Tests License: LGPL v3 PyPI Commits SWH

gawd stands for GitHub Actions Workflow Differ. It is a Python library and command-line tool that computes all changes (i.e., diffs) between two GitHub Actions workflow files. Given a pair of workflow files as input, and taking the specific syntax of GitHub Actions into account, gawd reports on the items that were added and removed, as well on items that were moved, renamed or changed based on their similarity. More details can be found in the associated scientific publication.


Project relocation notice

Important: The project repository has moved.

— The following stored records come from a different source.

use std::collections::BTreeMap;

use chrono::Duration;
use practice_core::model::{
    Answer, CompletedSession, Level, Question, QuestionBody, QuestionId, TestId, TestKind, Topic,
};
use practice_core::time::fixed_now;
use storage::TestBundle;
use storage::repository::{HistoryRepository, QuestionSource, StorageError};
use storage::sqlite::SqliteRepository;

fn listening_bundle(test_id: u64) -> TestBundle {
    let mut first = Question::listening(
        QuestionId::new(1),
        "What does the speaker want?",
        vec!["tea".into(), "coffee".into(), "water".into()],
        "2",
    )
    .with_explanation("咖啡 means coffee.");
    first.body = QuestionBody::Listening {
        audio_url: Some("https://cdn.example.com/audio/1.mp3".into()),
        transcript: Some("我想喝咖啡。".into()),
    };
    let second = Question::listening(
        QuestionId::new(2),
        "Where are they?",
        vec!["school".into(), "shop".into()],
        "1",
    );
    TestBundle::new(
        TestKind::Listening,
        Topic::new(TestId::new(test_id), "Ordering drinks", Level::Hsk2),
        vec![first, second],
    )
}

async fn connect(name: &str) -> SqliteRepository {
    let url = format!("sqlite:file:{name}?mode=memory&cache=shared");
    let repo = SqliteRepository::connect(&url).await.expect("connect");
    repo.migrate().await.expect("migrate");
    repo
}

#[tokio::test]
async fn sqlite_bundle_roundtrip_preserves_question_payloads() {
    let repo = connect("memdb_bundles").await;
    let bundle = listening_bundle(11);
    repo.upsert_bundle(&bundle).await.unwrap();

    let questions = repo
        .fetch_questions(TestKind::Listening, TestId::new(11))
        .await
        .unwrap();
    assert_eq!(questions, bundle.questions);
    assert_eq!(questions[0].transcript(), Some("我想喝咖啡。"));

    let topic = repo.fetch_topic(TestId::new(11)).await.unwrap();
    assert_eq!(topic.map(|t| t.level), Some(Level::Hsk2));

    let wrong_kind = repo
        .fetch_questions(TestKind::Reading, TestId::new(11))
        .await
        .unwrap_err();
    assert!(matches!(wrong_kind, StorageError::NotFound));
    assert!(repo.fetch_topic(TestId::new(12)).await.unwrap().is_none());
}

#[tokio::test]
async fn sqlite_history_lists_by_recency_and_deletes() {
    let repo = connect("memdb_history").await;
    let bundle = listening_bundle(3);
    let now = fixed_now();

    let mut saved = Vec::new();
    for minutes_ago in [40_i64, 5, 20] {
        let record = CompletedSession::finalize(
            bundle.topic.test_id,
            bundle.kind,
            now - Duration::minutes(minutes_ago),
            bundle.topic.clone(),
            bundle.questions.clone(),
            BTreeMap::from([(0, Answer::Option(1))]),
        )
        .unwrap();
        repo.save_completed_session(&record).await.unwrap();
        saved.push(record);
    }

    let listed = repo.list_completed_sessions(10).await.unwrap();
    let ids: Vec<_> = listed.iter().map(CompletedSession::history_id).collect();
    assert_eq!(
        ids,
        vec![saved[1].history_id(), saved[2].history_id(), saved[0].history_id()]
    );
    assert_eq!(listed[0].score().correct, 1);
    assert_eq!(listed[0].score().wrong, 1);
    assert_eq!(listed[0].selected_answers().get(&0), Some(&Answer::Option(1)));

    let limited = repo.list_completed_sessions(1).await.unwrap();
    assert_eq!(limited.len(), 1);

    let fetched = repo.get_completed_session(saved[0].history_id()).await.unwrap();
    assert_eq!(fetched, saved[0]);

    assert!(repo.delete_completed_session(saved[0].history_id()).await.unwrap());
    let err = repo
        .get_completed_session(saved[0].history_id())
        .await
        .unwrap_err();
    assert!(matches!(err, StorageError::NotFound));
}

#[tokio::test]
async fn sqlite_rejects_duplicate_history_ids() {
    let repo = connect("memdb_duplicates").await;
    let bundle = listening_bundle(8);
    let record = CompletedSession::finalize(
        bundle.topic.test_id,
        bundle.kind,
        fixed_now(),
        bundle.topic,
        bundle.questions,
        BTreeMap::new(),
    )
    .unwrap();

    repo.save_completed_session(&record).await.unwrap();
    let err = repo.save_completed_session(&record).await.unwrap_err();
    assert!(matches!(err, StorageError::Conflict));
    assert_eq!(repo.list_completed_sessions(10).await.unwrap().len(), 1);
}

  • Current address: https://github.com/sgl-umons/gawd
  • Old address: https://github.com/pooya-rostami/gawd

All future development, issues, pull requests, and releases are maintained under the new repository. Please update your bookmarks, CI references, and dependency links accordingly.


Installation

gawd can be used in two ways: as a command-line tool and as a reusable Python library.

You can use pip install gawd to install the latest available version from PyPI. Pre-releases are available from the main branch on GitHub and can be installed with pip install git+https://github.com/pooya-rostami/gawd.

Alternatively, gawd is available via Nix.


Usage

As a command-line tool

After installation, the gawd command-line tool should be available in your shell. Otherwise, you can call it using python -m gawd.

usage: gawd [-h] [--threshold X] [--position-weight X] [--job-name-weight X]
            [--short] [--json] [--verbose]
            first second

gawd is an open source GitHub Actions Workflow Differencing tool that is aware
of the specific workflow syntax of GitHub Actions workflows. Given a pair of
workflow files as input, the tool reports on the items that were added and
removed, as well on items that were moved, renamed or changed based on their
similarity.

positional arguments:
  first                 path to first workflow (YAML) file
  second                path to second workflow (YAML) file

optional arguments:
  -h, --help            show this help message and exit
  --threshold X, -t X   ranged from 0 to 1, distance threshold to map items,
                        value closer to 1 favours "changed", value closer to 0
                        favours "added" and "removed" (default is 0.5)
  --position-weight X, -p X
                        ranged from 0 to 1, weight of item positions when
                        comparing sequences (default is 0.2)
  --job-name-weight X, -j X
                        ranged from 0 to 1, weight of job names when comparing
                        jobs (default is 0.2)
  --short, -s           limit the output of values to a few characters
  --json                output in json
  --verbose             output in more detail

Examples:

Let us take the changes made to the workflow file "main.yml" in this commit as an example.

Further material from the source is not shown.